## Exercise instructions
Your response should be every line from the entries that includes the string "reflection".
____ The data
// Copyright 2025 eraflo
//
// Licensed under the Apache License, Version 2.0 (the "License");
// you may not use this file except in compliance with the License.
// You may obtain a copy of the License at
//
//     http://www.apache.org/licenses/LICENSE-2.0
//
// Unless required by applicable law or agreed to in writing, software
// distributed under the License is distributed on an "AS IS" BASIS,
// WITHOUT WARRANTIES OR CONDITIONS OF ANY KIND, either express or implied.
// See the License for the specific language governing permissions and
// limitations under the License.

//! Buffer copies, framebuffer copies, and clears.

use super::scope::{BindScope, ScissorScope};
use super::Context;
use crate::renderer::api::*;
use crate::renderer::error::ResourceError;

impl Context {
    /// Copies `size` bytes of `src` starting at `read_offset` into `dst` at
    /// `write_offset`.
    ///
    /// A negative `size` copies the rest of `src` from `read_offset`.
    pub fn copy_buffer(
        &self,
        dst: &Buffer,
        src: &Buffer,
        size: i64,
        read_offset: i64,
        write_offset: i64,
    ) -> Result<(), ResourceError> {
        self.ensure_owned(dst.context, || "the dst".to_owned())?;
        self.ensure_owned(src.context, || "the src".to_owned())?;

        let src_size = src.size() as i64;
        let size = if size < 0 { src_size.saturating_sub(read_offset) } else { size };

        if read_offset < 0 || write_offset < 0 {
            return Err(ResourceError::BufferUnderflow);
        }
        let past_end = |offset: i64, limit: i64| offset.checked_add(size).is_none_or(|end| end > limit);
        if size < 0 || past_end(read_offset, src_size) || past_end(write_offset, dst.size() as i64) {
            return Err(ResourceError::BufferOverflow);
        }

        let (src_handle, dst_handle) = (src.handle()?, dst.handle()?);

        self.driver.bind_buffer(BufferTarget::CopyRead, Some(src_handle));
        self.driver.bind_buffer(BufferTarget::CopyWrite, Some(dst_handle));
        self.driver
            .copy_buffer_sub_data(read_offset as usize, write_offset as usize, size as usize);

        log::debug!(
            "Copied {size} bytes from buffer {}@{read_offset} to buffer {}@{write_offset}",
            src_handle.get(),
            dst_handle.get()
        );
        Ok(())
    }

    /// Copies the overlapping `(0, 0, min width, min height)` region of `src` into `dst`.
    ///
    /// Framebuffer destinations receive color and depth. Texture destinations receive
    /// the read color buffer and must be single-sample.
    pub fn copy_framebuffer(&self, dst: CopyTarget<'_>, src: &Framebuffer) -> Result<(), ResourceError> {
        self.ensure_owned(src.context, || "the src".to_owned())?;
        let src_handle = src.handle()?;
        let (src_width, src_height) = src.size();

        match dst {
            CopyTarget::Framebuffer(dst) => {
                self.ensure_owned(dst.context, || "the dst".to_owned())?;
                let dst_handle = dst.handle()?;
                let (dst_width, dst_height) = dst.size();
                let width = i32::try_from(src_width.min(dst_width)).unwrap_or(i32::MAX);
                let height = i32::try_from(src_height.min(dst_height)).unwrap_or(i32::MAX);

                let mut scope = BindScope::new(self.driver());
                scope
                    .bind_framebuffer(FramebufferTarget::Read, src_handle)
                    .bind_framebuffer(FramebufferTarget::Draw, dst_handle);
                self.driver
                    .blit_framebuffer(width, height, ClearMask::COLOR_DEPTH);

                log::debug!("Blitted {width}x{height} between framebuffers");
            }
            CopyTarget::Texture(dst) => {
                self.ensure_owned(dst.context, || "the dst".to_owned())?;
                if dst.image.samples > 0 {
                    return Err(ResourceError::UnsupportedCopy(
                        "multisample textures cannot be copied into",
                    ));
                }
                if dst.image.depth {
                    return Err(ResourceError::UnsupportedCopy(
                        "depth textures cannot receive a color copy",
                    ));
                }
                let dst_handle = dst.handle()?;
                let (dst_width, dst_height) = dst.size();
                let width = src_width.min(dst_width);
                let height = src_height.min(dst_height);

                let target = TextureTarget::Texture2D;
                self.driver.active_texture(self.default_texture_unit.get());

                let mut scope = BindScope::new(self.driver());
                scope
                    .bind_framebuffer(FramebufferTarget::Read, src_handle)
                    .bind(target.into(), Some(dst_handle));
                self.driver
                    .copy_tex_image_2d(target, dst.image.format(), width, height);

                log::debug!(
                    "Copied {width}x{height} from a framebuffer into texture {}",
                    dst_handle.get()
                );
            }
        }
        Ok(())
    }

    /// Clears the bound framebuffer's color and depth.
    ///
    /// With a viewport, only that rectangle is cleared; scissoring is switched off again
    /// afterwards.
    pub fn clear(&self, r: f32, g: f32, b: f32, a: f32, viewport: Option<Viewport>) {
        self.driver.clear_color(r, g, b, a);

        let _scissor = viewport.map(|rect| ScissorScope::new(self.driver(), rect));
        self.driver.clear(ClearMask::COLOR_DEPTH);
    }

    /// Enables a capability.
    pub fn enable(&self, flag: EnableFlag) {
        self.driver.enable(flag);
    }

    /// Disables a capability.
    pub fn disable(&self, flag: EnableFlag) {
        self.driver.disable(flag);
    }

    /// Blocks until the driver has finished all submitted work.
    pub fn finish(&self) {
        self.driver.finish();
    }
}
________
____ The data
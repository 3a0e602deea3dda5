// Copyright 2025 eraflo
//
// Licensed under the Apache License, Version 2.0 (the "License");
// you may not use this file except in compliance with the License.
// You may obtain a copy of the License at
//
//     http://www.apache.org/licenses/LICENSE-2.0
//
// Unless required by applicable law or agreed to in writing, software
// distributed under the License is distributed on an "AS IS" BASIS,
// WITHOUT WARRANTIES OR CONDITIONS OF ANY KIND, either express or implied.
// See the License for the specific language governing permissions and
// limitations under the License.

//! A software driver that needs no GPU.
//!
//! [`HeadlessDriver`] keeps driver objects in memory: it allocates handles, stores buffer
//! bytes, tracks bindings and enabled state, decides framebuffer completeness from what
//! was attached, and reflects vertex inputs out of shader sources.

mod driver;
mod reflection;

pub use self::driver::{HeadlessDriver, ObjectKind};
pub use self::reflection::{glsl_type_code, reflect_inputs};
________
____ The data
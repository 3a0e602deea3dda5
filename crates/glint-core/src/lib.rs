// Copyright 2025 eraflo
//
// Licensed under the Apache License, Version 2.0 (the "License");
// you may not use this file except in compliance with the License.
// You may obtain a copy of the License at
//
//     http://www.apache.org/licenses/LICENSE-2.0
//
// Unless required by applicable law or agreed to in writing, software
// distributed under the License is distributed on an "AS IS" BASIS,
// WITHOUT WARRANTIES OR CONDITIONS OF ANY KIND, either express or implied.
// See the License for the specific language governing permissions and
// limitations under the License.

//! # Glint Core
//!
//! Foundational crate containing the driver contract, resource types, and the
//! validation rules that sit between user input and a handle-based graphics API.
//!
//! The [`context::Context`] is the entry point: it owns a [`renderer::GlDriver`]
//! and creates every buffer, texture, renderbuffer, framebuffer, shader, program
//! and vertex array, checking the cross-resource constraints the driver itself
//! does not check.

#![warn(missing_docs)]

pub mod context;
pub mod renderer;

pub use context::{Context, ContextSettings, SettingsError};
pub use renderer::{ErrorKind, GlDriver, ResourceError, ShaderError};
________
## Exercise response
mod reflection;
pub use self::reflection::{glsl_type_code, reflect_inputs};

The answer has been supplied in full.